Douceurs d’antan et secrets de cacao : les seniors conquis par le Musée du chocolat Puyodebat

Ici ça bouge Sénior

13 juillet 2026 4 min

BALADE DE PRINTEMPS, EPISODE 2. Après l’escapade fraîcheur bienvenue dans le cadre verdoyant du jardin des Thermes, la deuxième visite a mené les aînés angloys au cœur de la Chocolaterie Puyodebat à Cambo-les-Bains. Un voyage dans le temps entre effluves de cacao, histoire locale et savoir-faire artisanal.

Pour cette étape gourmande, les participants ont été répartis en deux groupes distincts : les « foulards bleus » et les « foulards jaunes », chacun encadré par un guide dédié. L’un des groupes, guidé par Monsieur Puyodebat, ont découvert le musée raconté par un passionné. Chineur infatigable et grand collectionneur, le maître des lieux a ouvert les portes de son univers avec un dynamisme et un enthousiasme qui ont immédiatement captivé son auditoire.

Bayonne et Cambo : une histoire de chocolat et de contrebande

La visite débute par une riche immersion historique, illustrée par une multitude d’affiches publicitaires d’époque et d’objets d’antan que Monsieur Puyodebat a chinés au fil des décennies. L’occasion de rappeler le rôle primordial du Pays Basque dans l’introduction du chocolat en France : le quartier Saint-Esprit à Bayonne en devint la véritable capitale nationale, comptant autrefois jusqu’à 60 fabriques, dont 24 pour la seule ville de Bayonne. La plus importante d’entre elles restera la célèbre maison Fagalde.

Le récit voyage ensuite dans le temps et l’espace pour s’arrêter à Cambo-les-Bains, où la chocolaterie Puyodebat s’est installée en 2008. Monsieur Puyodebat égrène avec malice les noms des grands artisans chocolatiers d’autrefois, comme Negeloua ou Orona, et rappelle que l’actuelle tannerie Carriat abritait elle aussi un chocolatier à ses débuts. Une figure locale marque particulièrement les esprits : Monsieur Harispe, à la fois chocolatier de talent, contrebandier notoire et ancien maire de Cambo-les-Bains, témoigne d’une époque où le commerce du cacao flirtait joyeusement avec les sentiers de la frontière.

Les seniors sont emballés, à l’image de Nicole : « C’est la première fois que je viens. Il a une collection formidable de tasses, la visite guidée est vraiment très intéressante. Je n’hésiterai pas une seconde à participer de nouveau à cette balade de printemps ! »

Dans les entrailles du musée

Après les récits historiques, le guide ouvre les portes des galeries intérieures de son musée. Derrière les vitrines impeccables se dévoile le trésor d’une vie de recherches : des dizaines de chocolatières et de précieuses tasses à moustaches, conçues autrefois pour protéger la pilosité de ces messieurs des projections de mousse. « J’adore les boîtes, leurs boîtes anciennes sont tout simplement magnifiques », confie l’une des participantes avec des yeux d’enfant face à ses pièces de collection.

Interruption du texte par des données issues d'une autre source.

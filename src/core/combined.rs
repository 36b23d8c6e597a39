//! The Combined View Builder: merges the immutable defaults with a sparse
//! user-assumptions tree into one fully resolved, read-only structure.
//! Rebuilt in full whenever the user tree changes; callers memoize against
//! referential identity.

use std::collections::BTreeMap;

use super::error::EvaluationError;
use super::types::{
    Category, CategoryEffectPatch, Defaults, Effect, EffectField, GlobalParameters, Recipient,
    RecipientCategory, RecipientEffectOverride, UserAssumptions,
};

/// The fully resolved assumptions every calculation and UI surface reads.
#[derive(Debug, Clone, PartialEq)]
pub struct CombinedAssumptions {
    pub global_parameters: GlobalParameters,
    pub categories: BTreeMap<String, Category>,
    pub recipients: BTreeMap<String, Recipient>,
}

impl CombinedAssumptions {
    pub fn get_category_by_id(&self, id: &str) -> Result<&Category, EvaluationError> {
        self.categories
            .get(id)
            .ok_or_else(|| EvaluationError::CategoryNotFound { id: id.to_string() })
    }

    pub fn get_recipient_by_id(&self, id: &str) -> Result<&Recipient, EvaluationError> {
        self.recipients
            .get(id)
            .ok_or_else(|| EvaluationError::RecipientNotFound { id: id.to_string() })
    }

    pub fn find_recipient_id(&self, name: &str) -> Option<&str> {
        self.recipients
            .values()
            .find(|r| r.name == name)
            .map(|r| r.id.as_str())
    }
}

pub fn create_combined_assumptions(
    defaults: &Defaults,
    user: Option<&UserAssumptions>,
) -> CombinedAssumptions {
    let global_parameters = user
        .and_then(|u| u.global_parameters.as_ref())
        .map(|gp| gp.resolve(&defaults.global_parameters))
        .unwrap_or(defaults.global_parameters);

    let categories = defaults
        .categories
        .iter()
        .map(|(id, category)| {
            let patches = user
                .and_then(|u| u.categories.get(id))
                .map(|c| c.effects.as_slice())
                .unwrap_or(&[]);
            (
                id.clone(),
                Category {
                    id: category.id.clone(),
                    name: category.name.clone(),
                    effects: merge_effects(&category.effects, patches),
                },
            )
        })
        .collect();

    let recipients = defaults
        .recipients
        .iter()
        .map(|(id, recipient)| {
            let user_categories = user.and_then(|u| u.recipients.get(id));
            let categories = recipient
                .categories
                .iter()
                .map(|(category_id, rc)| {
                    let user_entries = user_categories
                        .and_then(|r| r.categories.get(category_id))
                        .map(|c| c.effects.as_slice())
                        .unwrap_or(&[]);
                    (
                        category_id.clone(),
                        RecipientCategory {
                            fraction: rc.fraction,
                            effects: merge_recipient_effects(&rc.effects, user_entries),
                        },
                    )
                })
                .collect();
            (
                id.clone(),
                Recipient {
                    id: recipient.id.clone(),
                    name: recipient.name.clone(),
                    categories,
                },
            )
        })
        .collect();

    CombinedAssumptions {
        global_parameters,
        categories,
        recipients,
    }
}

/// Lays category-level user patches over the default effects. Patch fields
/// win field-by-field; a patch whose `windowLength` is 0 drops the effect
/// entirely. Patches referencing unknown effect ids cannot survive
/// normalization and are ignored.
pub fn merge_effects(defaults: &[Effect], patches: &[CategoryEffectPatch]) -> Vec<Effect> {
    let mut merged = Vec::with_capacity(defaults.len());
    for effect in defaults {
        let patch = patches.iter().find(|p| p.effect_id == effect.id);
        let Some(patch) = patch else {
            merged.push(effect.clone());
            continue;
        };
        if patch.fields.get(&EffectField::WindowLength) == Some(&0.0) {
            continue;
        }
        let mut resolved = effect.clone();
        for (field, value) in &patch.fields {
            resolved.set_field(*field, *value);
        }
        if let Some(disabled) = patch.disabled {
            resolved.disabled = disabled;
        }
        merged.push(resolved);
    }
    merged
}

/// Merges recipient-level override entries. The user entry's `overrides`
/// replace the default's field-by-field (default-only fields survive); a
/// field written by a user override evicts any default multiplier on the
/// same field, and symmetrically for user multipliers. User entries with no
/// default counterpart are appended.
pub fn merge_recipient_effects(
    defaults: &[RecipientEffectOverride],
    user: &[RecipientEffectOverride],
) -> Vec<RecipientEffectOverride> {
    let mut merged: Vec<RecipientEffectOverride> = Vec::with_capacity(defaults.len());
    for entry in defaults {
        let user_entry = user.iter().find(|u| u.effect_id == entry.effect_id);
        let Some(user_entry) = user_entry else {
            merged.push(entry.clone());
            continue;
        };
        let mut resolved = entry.clone();
        for (field, value) in &user_entry.overrides {
            resolved.overrides.insert(*field, *value);
            resolved.multipliers.remove(field);
        }
        for (field, value) in &user_entry.multipliers {
            resolved.multipliers.insert(*field, *value);
            resolved.overrides.remove(field);
        }
        if user_entry.disabled.is_some() {
            resolved.disabled = user_entry.disabled;
        }
        merged.push(resolved);
    }
    for user_entry in user {
        if !defaults.iter().any(|d| d.effect_id == user_entry.effect_id) {
            merged.push(user_entry.clone());
        }
    }
    merged
}

#[cfg(test)]
mod tests {
    use super::*;
    use crate::core::defaults::builtin_defaults;
    use crate::core::overrides::{
        set_category_field_value, set_global_parameter, set_recipient_field_override,
    };
    use crate::core::types::GlobalParam;

    #[test]
    fn defaults_pass_through_untouched() {
        let defaults = builtin_defaults();
        let combined = create_combined_assumptions(&defaults, None);
        assert_eq!(combined.global_parameters, defaults.global_parameters);
        assert_eq!(combined.categories, defaults.categories);
        assert_eq!(combined.recipients, defaults.recipients);
    }

    #[test]
    fn global_parameters_merge_shallowly() {
        let defaults = builtin_defaults();
        let user = set_global_parameter(None, &defaults, GlobalParam::DiscountRate, 0.07)
            .expect("valid edit");
        let combined = create_combined_assumptions(&defaults, user.as_ref());
        assert_eq!(combined.global_parameters.discount_rate, 0.07);
        assert_eq!(
            combined.global_parameters.time_limit,
            defaults.global_parameters.time_limit
        );
    }

    #[test]
    fn category_patch_wins_field_by_field() {
        let defaults = builtin_defaults();
        let user = set_category_field_value(
            None,
            &defaults,
            "global-health",
            "malaria-nets",
            EffectField::CostPerQaly,
            60.0,
        )
        .expect("valid edit");
        let combined = create_combined_assumptions(&defaults, user.as_ref());
        let effect = combined.categories["global-health"]
            .effect("malaria-nets")
            .expect("effect");
        assert_eq!(effect.field(EffectField::CostPerQaly), Some(60.0));
        // Unpatched fields keep their defaults.
        assert_eq!(effect.start_time, 0.0);
        assert_eq!(effect.window_length, 15.0);
    }

    #[test]
    fn category_window_length_zero_drops_the_effect() {
        let defaults = builtin_defaults();
        let user = set_category_field_value(
            None,
            &defaults,
            "global-health",
            "malaria-nets",
            EffectField::WindowLength,
            0.0,
        )
        .expect("valid edit");
        let combined = create_combined_assumptions(&defaults, user.as_ref());
        let category = &combined.categories["global-health"];
        assert!(category.effect("malaria-nets").is_none());
        assert!(category.effect("vitamin-a").is_some());
    }

    #[test]
    fn user_override_evicts_default_multiplier_on_same_field() {
        let defaults = builtin_defaults();
        // Builtin recipient carries a costPerQALY multiplier by default.
        let user = set_recipient_field_override(
            None,
            &defaults,
            "against-malaria-fund",
            "global-health",
            "malaria-nets",
            EffectField::CostPerQaly,
            50.0,
        )
        .expect("valid edit");
        let combined = create_combined_assumptions(&defaults, user.as_ref());
        let entry = combined.recipients["against-malaria-fund"].categories["global-health"]
            .effect_override("malaria-nets")
            .expect("entry");
        assert_eq!(entry.overrides.get(&EffectField::CostPerQaly), Some(&50.0));
        assert!(!entry.multipliers.contains_key(&EffectField::CostPerQaly));
    }

    #[test]
    fn default_only_override_fields_survive_the_user_entry() {
        let mut default_entry = RecipientEffectOverride::new("e");
        default_entry.overrides.insert(EffectField::StartTime, 5.0);
        default_entry
            .overrides
            .insert(EffectField::CostPerQaly, 40.0);

        let mut user_entry = RecipientEffectOverride::new("e");
        user_entry.overrides.insert(EffectField::CostPerQaly, 80.0);

        let merged = merge_recipient_effects(&[default_entry], &[user_entry]);
        assert_eq!(merged.len(), 1);
        assert_eq!(merged[0].overrides.get(&EffectField::StartTime), Some(&5.0));
        assert_eq!(
            merged[0].overrides.get(&EffectField::CostPerQaly),
            Some(&80.0)
        );
    }

    #[test]
    fn user_multiplier_evicts_default_override_on_same_field() {
        let mut default_entry = RecipientEffectOverride::new("e");
        default_entry
            .overrides
            .insert(EffectField::CostPerQaly, 40.0);

        let mut user_entry = RecipientEffectOverride::new("e");
        user_entry.multipliers.insert(EffectField::CostPerQaly, 2.0);

        let merged = merge_recipient_effects(&[default_entry], &[user_entry]);
        assert!(!merged[0].overrides.contains_key(&EffectField::CostPerQaly));
        assert_eq!(
            merged[0].multipliers.get(&EffectField::CostPerQaly),
            Some(&2.0)
        );
    }

    #[test]
    fn user_entries_without_default_counterpart_are_appended() {
        let mut user_entry = RecipientEffectOverride::new("fresh");
        user_entry.overrides.insert(EffectField::StartTime, 1.0);
        let merged = merge_recipient_effects(&[], &[user_entry.clone()]);
        assert_eq!(merged, vec![user_entry]);
    }

    #[test]
    fn lookup_helpers() {
        let defaults = builtin_defaults();
        let combined = create_combined_assumptions(&defaults, None);
        assert!(combined.get_category_by_id("global-health").is_ok());
        assert!(matches!(
            combined.get_category_by_id("nope"),
            Err(EvaluationError::CategoryNotFound { .. })
        ));
        assert_eq!(
            combined.find_recipient_id("Against Malaria Fund"),
            Some("against-malaria-fund")
        );
        assert_eq!(combined.find_recipient_id("Unknown Org"), None);
    }
}
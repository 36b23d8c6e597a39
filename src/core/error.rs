//! Error types for the estimation core.
//!
//! Structural problems (unknown ids, inapplicable fields, bad category
//! weights) fail fast with a typed error. Numeric degeneracy (disabled
//! effects, fully truncated windows, zero denominators) is not an error:
//! it resolves to the `f64::INFINITY` sentinel and flows through as data.

use thiserror::Error;

use super::types::{EffectField, GlobalParam};

/// Violations detected while decoding raw effect documents.
#[derive(Debug, Clone, PartialEq, Error)]
pub enum DataError {
    #[error("effect '{id}' carries both costPerQALY and costPerMicroprobability")]
    AmbiguousEffectKind { id: String },

    #[error("effect '{id}' carries neither costPerQALY nor costPerMicroprobability")]
    MissingEffectKind { id: String },

    #[error("effect '{id}' is a life-year effect but carries event fields")]
    MixedEffectFields { id: String },

    #[error("effect '{id}' is an event effect but is missing '{field}'")]
    MissingEventField { id: String, field: EffectField },

    #[error("effect '{id}' has populationFractionAffected {value}, expected (0, 1]")]
    PopulationFractionOutOfRange { id: String, value: f64 },
}

/// Structural errors raised by the Override Store and by normalization.
#[derive(Debug, Clone, PartialEq, Error)]
pub enum AssumptionsError {
    #[error("category '{id}' not found in defaults")]
    CategoryNotFound { id: String },

    #[error("recipient '{id}' not found in defaults")]
    RecipientNotFound { id: String },

    #[error("recipient '{recipient_id}' has no category '{category_id}'")]
    RecipientCategoryNotFound {
        recipient_id: String,
        category_id: String,
    },

    #[error("effect '{effect_id}' not found in category '{category_id}'")]
    EffectNotFound {
        category_id: String,
        effect_id: String,
    },

    #[error("field '{field}' does not apply to effect '{effect_id}'")]
    FieldNotApplicable {
        effect_id: String,
        field: EffectField,
    },

    #[error("edited effect '{effect_id}' does not match the default effect kind")]
    EffectKindMismatch { effect_id: String },

    #[error("global parameter '{param}' override is not a finite number")]
    NonFiniteGlobalParameter { param: GlobalParam },

    #[error("value for '{field}' on effect '{effect_id}' is not a finite number")]
    NonFiniteValue {
        effect_id: String,
        field: EffectField,
    },
}

/// Structural errors raised while evaluating the combined view.
#[derive(Debug, Clone, PartialEq, Error)]
pub enum EvaluationError {
    #[error("category '{id}' not found in combined assumptions")]
    CategoryNotFound { id: String },

    #[error("recipient '{id}' not found in combined assumptions")]
    RecipientNotFound { id: String },

    #[error("category fractions for recipient '{recipient}' sum to {total}, expected 1")]
    CategoryWeights { recipient: String, total: f64 },

    #[error("recipient '{recipient}' has no deliverable effect at year {year}")]
    NoDeliverableBenefit { recipient: String, year: i32 },
}
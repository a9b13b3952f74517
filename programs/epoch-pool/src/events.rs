//! Tagged event records emitted by the epoch pool
//!
//! Every record is `tag(8) || payload` where the tag is the first 8 bytes
//! of `SHA-256("event:" || EventName)`. Payloads are borsh-encoded:
//! integers little-endian, 32-byte fields verbatim, variable-length
//! fields with a u32-LE length prefix.
//!
//! The `*V1` variants are the pre-epoch wire format; they carry a leading
//! version byte plus explicit pool/chain ids and survive only for
//! historical replay.

use borsh::{BorshDeserialize, BorshSerialize};
use sha2::{Digest, Sha256};
use std::sync::OnceLock;

use crate::error::EpochPoolError;

/// Length of the event tag prefix
pub const EVENT_TAG_LEN: usize = 8;

/// Wire version carried by the legacy events
pub const LEGACY_EVENT_VERSION: u8 = 1;

/// Compute the 8-byte tag for an event name
pub fn event_tag(name: &str) -> [u8; EVENT_TAG_LEN] {
    let mut hasher = Sha256::new();
    hasher.update(b"event:");
    hasher.update(name.as_bytes());
    let digest = hasher.finalize();

    let mut tag = [0u8; EVENT_TAG_LEN];
    tag.copy_from_slice(&digest[..EVENT_TAG_LEN]);
    tag
}

/// A note entered the pool
#[derive(Clone, Debug, PartialEq, Eq, BorshSerialize, BorshDeserialize)]
pub struct DepositEvent {
    pub epoch: u64,
    pub pool_id: [u8; 32],
    pub commitment: [u8; 32],
    pub leaf_index: u64,
    pub new_root: [u8; 32],
    pub encrypted_note: Vec<u8>,
}

/// A note left the pool to a transparent account
#[derive(Clone, Debug, PartialEq, Eq, BorshSerialize, BorshDeserialize)]
pub struct WithdrawEvent {
    pub epoch: u64,
    pub pool_id: [u8; 32],
    pub nullifier: [u8; 32],
    pub amount: u64,
    pub recipient: [u8; 32],
}

/// A shielded transfer: up to two inputs spent, outputs placed in `output_epoch`
///
/// `nullifiers` and `input_epochs` are index-paired, as are
/// `output_commitments` and `output_leaf_indices`.
#[derive(Clone, Debug, PartialEq, Eq, BorshSerialize, BorshDeserialize)]
pub struct TransferEvent {
    pub output_epoch: u64,
    pub pool_id: [u8; 32],
    pub nullifiers: Vec<[u8; 32]>,
    pub input_epochs: Vec<u64>,
    pub output_commitments: Vec<[u8; 32]>,
    pub output_leaf_indices: Vec<u64>,
}

/// A note migrated from an expiring epoch into a fresh one
#[derive(Clone, Debug, PartialEq, Eq, BorshSerialize, BorshDeserialize)]
pub struct RenewEvent {
    pub old_epoch: u64,
    pub new_epoch: u64,
    pub pool_id: [u8; 32],
    pub old_nullifier: [u8; 32],
    pub new_commitment: [u8; 32],
    pub new_leaf_index: u64,
}

/// The pool rolled over to a new deposit epoch
#[derive(Clone, Debug, PartialEq, Eq, BorshSerialize, BorshDeserialize)]
pub struct EpochRolloverEvent {
    pub old_epoch: u64,
    pub new_epoch: u64,
    pub slot: u64,
}

/// An epoch's root was frozen permanently
#[derive(Clone, Debug, PartialEq, Eq, BorshSerialize, BorshDeserialize)]
pub struct EpochFinalizedEvent {
    pub epoch: u64,
    pub final_root: [u8; 32],
    pub slot: u64,
}

/// Legacy deposit record (single global tree, no epochs)
#[derive(Clone, Debug, PartialEq, Eq, BorshSerialize, BorshDeserialize)]
pub struct DepositEventV1 {
    pub version: u8,
    pub pool_id: [u8; 32],
    pub chain_id: [u8; 32],
    pub commitment: [u8; 32],
    pub leaf_index: u64,
    pub new_root: [u8; 32],
    pub encrypted_note: Vec<u8>,
}

/// Legacy withdraw record
#[derive(Clone, Debug, PartialEq, Eq, BorshSerialize, BorshDeserialize)]
pub struct WithdrawEventV1 {
    pub version: u8,
    pub pool_id: [u8; 32],
    pub chain_id: [u8; 32],
    pub nullifier: [u8; 32],
    pub amount: u64,
    pub recipient: [u8; 32],
}

/// Legacy shielded transfer record
#[derive(Clone, Debug, PartialEq, Eq, BorshSerialize, BorshDeserialize)]
pub struct ShieldedTransferEventV1 {
    pub version: u8,
    pub pool_id: [u8; 32],
    pub chain_id: [u8; 32],
    pub nullifiers: Vec<[u8; 32]>,
    pub output_commitments: Vec<[u8; 32]>,
    pub output_leaf_indices: Vec<u64>,
}

/// Any record the pool emits
#[derive(Clone, Debug, PartialEq, Eq)]
pub enum PoolEvent {
    Deposit(DepositEvent),
    Withdraw(WithdrawEvent),
    Transfer(TransferEvent),
    Renew(RenewEvent),
    EpochRollover(EpochRolloverEvent),
    EpochFinalized(EpochFinalizedEvent),
    DepositV1(DepositEventV1),
    WithdrawV1(WithdrawEventV1),
    ShieldedTransferV1(ShieldedTransferEventV1),
}

const EVENT_NAMES: [&str; 9] = [
    "DepositEvent",
    "WithdrawEvent",
    "TransferEvent",
    "RenewEvent",
    "EpochRolloverEvent",
    "EpochFinalizedEvent",
    "DepositEventV1",
    "WithdrawEventV1",
    "ShieldedTransferEventV1",
];

fn tag_table() -> &'static [[u8; EVENT_TAG_LEN]; 9] {
    static TAGS: OnceLock<[[u8; EVENT_TAG_LEN]; 9]> = OnceLock::new();
    TAGS.get_or_init(|| {
        let mut tags = [[0u8; EVENT_TAG_LEN]; 9];
        for (slot, name) in tags.iter_mut().zip(EVENT_NAMES) {
            *slot = event_tag(name);
        }
        tags
    })
}

impl PoolEvent {
    /// Event name as emitted on the wire
    pub fn name(&self) -> &'static str {
        match self {
            PoolEvent::Deposit(_) => "DepositEvent",
            PoolEvent::Withdraw(_) => "WithdrawEvent",
            PoolEvent::Transfer(_) => "TransferEvent",
            PoolEvent::Renew(_) => "RenewEvent",
            PoolEvent::EpochRollover(_) => "EpochRolloverEvent",
            PoolEvent::EpochFinalized(_) => "EpochFinalizedEvent",
            PoolEvent::DepositV1(_) => "DepositEventV1",
            PoolEvent::WithdrawV1(_) => "WithdrawEventV1",
            PoolEvent::ShieldedTransferV1(_) => "ShieldedTransferEventV1",
        }
    }

    /// Serialize to `tag || payload`
    pub fn encode(&self) -> Vec<u8> {
        let payload = match self {
            PoolEvent::Deposit(e) => borsh::to_vec(e),
            PoolEvent::Withdraw(e) => borsh::to_vec(e),
            PoolEvent::Transfer(e) => borsh::to_vec(e),
            PoolEvent::Renew(e) => borsh::to_vec(e),
            PoolEvent::EpochRollover(e) => borsh::to_vec(e),
            PoolEvent::EpochFinalized(e) => borsh::to_vec(e),
            PoolEvent::DepositV1(e) => borsh::to_vec(e),
            PoolEvent::WithdrawV1(e) => borsh::to_vec(e),
            PoolEvent::ShieldedTransferV1(e) => borsh::to_vec(e),
        }
        .expect("borsh encoding of an owned event cannot fail");

        let mut record = Vec::with_capacity(EVENT_TAG_LEN + payload.len());
        record.extend_from_slice(&event_tag(self.name()));
        record.extend_from_slice(&payload);
        record
    }

    /// Parse a full record (`tag || payload`)
    pub fn decode(record: &[u8]) -> Result<Self, EpochPoolError> {
        if record.len() < EVENT_TAG_LEN {
            return Err(EpochPoolError::WireFormatInvalid(format!(
                "record too short: {} bytes",
                record.len()
            )));
        }

        let mut tag = [0u8; EVENT_TAG_LEN];
        tag.copy_from_slice(&record[..EVENT_TAG_LEN]);
        let payload = &record[EVENT_TAG_LEN..];

        let tags = tag_table();
        let index = tags
            .iter()
            .position(|t| *t == tag)
            .ok_or(EpochPoolError::UnknownEventTag(tag))?;

        let wire = |e: borsh::io::Error| EpochPoolError::WireFormatInvalid(e.to_string());

        let event = match EVENT_NAMES[index] {
            "DepositEvent" => PoolEvent::Deposit(borsh::from_slice(payload).map_err(wire)?),
            "WithdrawEvent" => PoolEvent::Withdraw(borsh::from_slice(payload).map_err(wire)?),
            "TransferEvent" => PoolEvent::Transfer(borsh::from_slice(payload).map_err(wire)?),
            "RenewEvent" => PoolEvent::Renew(borsh::from_slice(payload).map_err(wire)?),
            "EpochRolloverEvent" => {
                PoolEvent::EpochRollover(borsh::from_slice(payload).map_err(wire)?)
            }
            "EpochFinalizedEvent" => {
                PoolEvent::EpochFinalized(borsh::from_slice(payload).map_err(wire)?)
            }
            "DepositEventV1" => PoolEvent::DepositV1(borsh::from_slice(payload).map_err(wire)?),
            "WithdrawEventV1" => PoolEvent::WithdrawV1(borsh::from_slice(payload).map_err(wire)?),
            "ShieldedTransferEventV1" => {
                PoolEvent::ShieldedTransferV1(borsh::from_slice(payload).map_err(wire)?)
            }
            _ => unreachable!("tag table and name table are index-paired"),
        };

        match &event {
            PoolEvent::DepositV1(e) if e.version != LEGACY_EVENT_VERSION => {
                return Err(EpochPoolError::UnsupportedVersion(e.version));
            }
            PoolEvent::WithdrawV1(e) if e.version != LEGACY_EVENT_VERSION => {
                return Err(EpochPoolError::UnsupportedVersion(e.version));
            }
            PoolEvent::ShieldedTransferV1(e) if e.version != LEGACY_EVENT_VERSION => {
                return Err(EpochPoolError::UnsupportedVersion(e.version));
            }
            _ => {}
        }

        Ok(event)
    }

    /// The pool this record belongs to, if the event kind carries one
    pub fn pool_id(&self) -> Option<&[u8; 32]> {
        match self {
            PoolEvent::Deposit(e) => Some(&e.pool_id),
            PoolEvent::Withdraw(e) => Some(&e.pool_id),
            PoolEvent::Transfer(e) => Some(&e.pool_id),
            PoolEvent::Renew(e) => Some(&e.pool_id),
            PoolEvent::DepositV1(e) => Some(&e.pool_id),
            PoolEvent::WithdrawV1(e) => Some(&e.pool_id),
            PoolEvent::ShieldedTransferV1(e) => Some(&e.pool_id),
            PoolEvent::EpochRollover(_) | PoolEvent::EpochFinalized(_) => None,
        }
    }
}

#[cfg(test)]
mod tests {
    use super::*;

    #[test]
    fn test_tag_is_prefix_of_sha256() {
        let mut hasher = Sha256::new();
        hasher.update(b"event:DepositEvent");
        let digest = hasher.finalize();
        assert_eq!(event_tag("DepositEvent"), digest[..8]);
    }

    #[test]
    fn test_tags_distinct() {
        let tags = tag_table();
        for (i, a) in tags.iter().enumerate() {
            for b in &tags[i + 1..] {
                assert_ne!(a, b);
            }
        }
    }

    #[test]
    fn test_deposit_roundtrip() {
        let event = PoolEvent::Deposit(DepositEvent {
            epoch: 3,
            pool_id: [7u8; 32],
            commitment: [1u8; 32],
            leaf_index: 42,
            new_root: [2u8; 32],
            encrypted_note: vec![9, 9, 9],
        });

        let record = event.encode();
        assert_eq!(PoolEvent::decode(&record).unwrap(), event);
    }

    #[test]
    fn test_transfer_roundtrip() {
        let event = PoolEvent::Transfer(TransferEvent {
            output_epoch: 5,
            pool_id: [7u8; 32],
            nullifiers: vec![[1u8; 32], [2u8; 32]],
            input_epochs: vec![3, 4],
            output_commitments: vec![[5u8; 32], [6u8; 32]],
            output_leaf_indices: vec![10, 11],
        });

        let record = event.encode();
        assert_eq!(PoolEvent::decode(&record).unwrap(), event);
    }

    #[test]
    fn test_wire_layout_is_le_with_len_prefix() {
        let event = DepositEvent {
            epoch: 0x0102030405060708,
            pool_id: [0u8; 32],
            commitment: [0u8; 32],
            leaf_index: 1,
            new_root: [0u8; 32],
            encrypted_note: vec![0xaa, 0xbb],
        };
        let bytes = borsh::to_vec(&event).unwrap();

        // epoch u64 little-endian
        assert_eq!(&bytes[..8], &[0x08, 0x07, 0x06, 0x05, 0x04, 0x03, 0x02, 0x01]);
        // encrypted_note: u32-LE length then bytes, at the tail
        assert_eq!(&bytes[bytes.len() - 6..], &[2, 0, 0, 0, 0xaa, 0xbb]);
    }

    #[test]
    fn test_unknown_tag_rejected() {
        let mut record = vec![0u8; 16];
        record[..8].copy_from_slice(&[0xff; 8]);
        assert!(matches!(
            PoolEvent::decode(&record),
            Err(EpochPoolError::UnknownEventTag(_))
        ));
    }

    #[test]
    fn test_truncated_payload_rejected() {
        let event = PoolEvent::Withdraw(WithdrawEvent {
            epoch: 1,
            pool_id: [0u8; 32],
            nullifier: [1u8; 32],
            amount: 500,
            recipient: [2u8; 32],
        });
        let record = event.encode();
        assert!(matches!(
            PoolEvent::decode(&record[..record.len() - 4]),
            Err(EpochPoolError::WireFormatInvalid(_))
        ));
    }

    #[test]
    fn test_legacy_version_checked() {
        let event = PoolEvent::WithdrawV1(WithdrawEventV1 {
            version: 2,
            pool_id: [0u8; 32],
            chain_id: [0u8; 32],
            nullifier: [1u8; 32],
            amount: 10,
            recipient: [2u8; 32],
        });
        assert!(matches!(
            PoolEvent::decode(&event.encode()),
            Err(EpochPoolError::UnsupportedVersion(2))
        ));
    }
}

Une dégustation fort en chocolat

Le point d’orgue de la visite se déroule dans un petit amphithéâtre en arc de cercle. Les seniors écoutent le chocolatier conter ses fèves et sa philosophie avant de passer à la pratique. Chez les Puyodebat, il n’y a pas de place pour les matières grasses végétales comme l’huile de palme ou le soja : le beurre de cacao est roi. Monsieur Puyodebat orchestre une dégustation comparative de grands crus qui éveille les papilles et suscite de joyeux « Oh, que c’est bon ! » dans les rangs :

  • le 99%, un chocolat d’une puissance extrême, contenant seulement 1% de beurre de cacao ajouté. Un produit très recherché par les amateurs de noir amer intense, les cuisinières et les personnes diabétiques.
  • Le 85% (Origine Venezuela) : Conçu uniquement avec du beurre de cacao pur. 
  • Le 75% (Origine Guatemala) 
  • Le 72% (Origine République Dominicaine) 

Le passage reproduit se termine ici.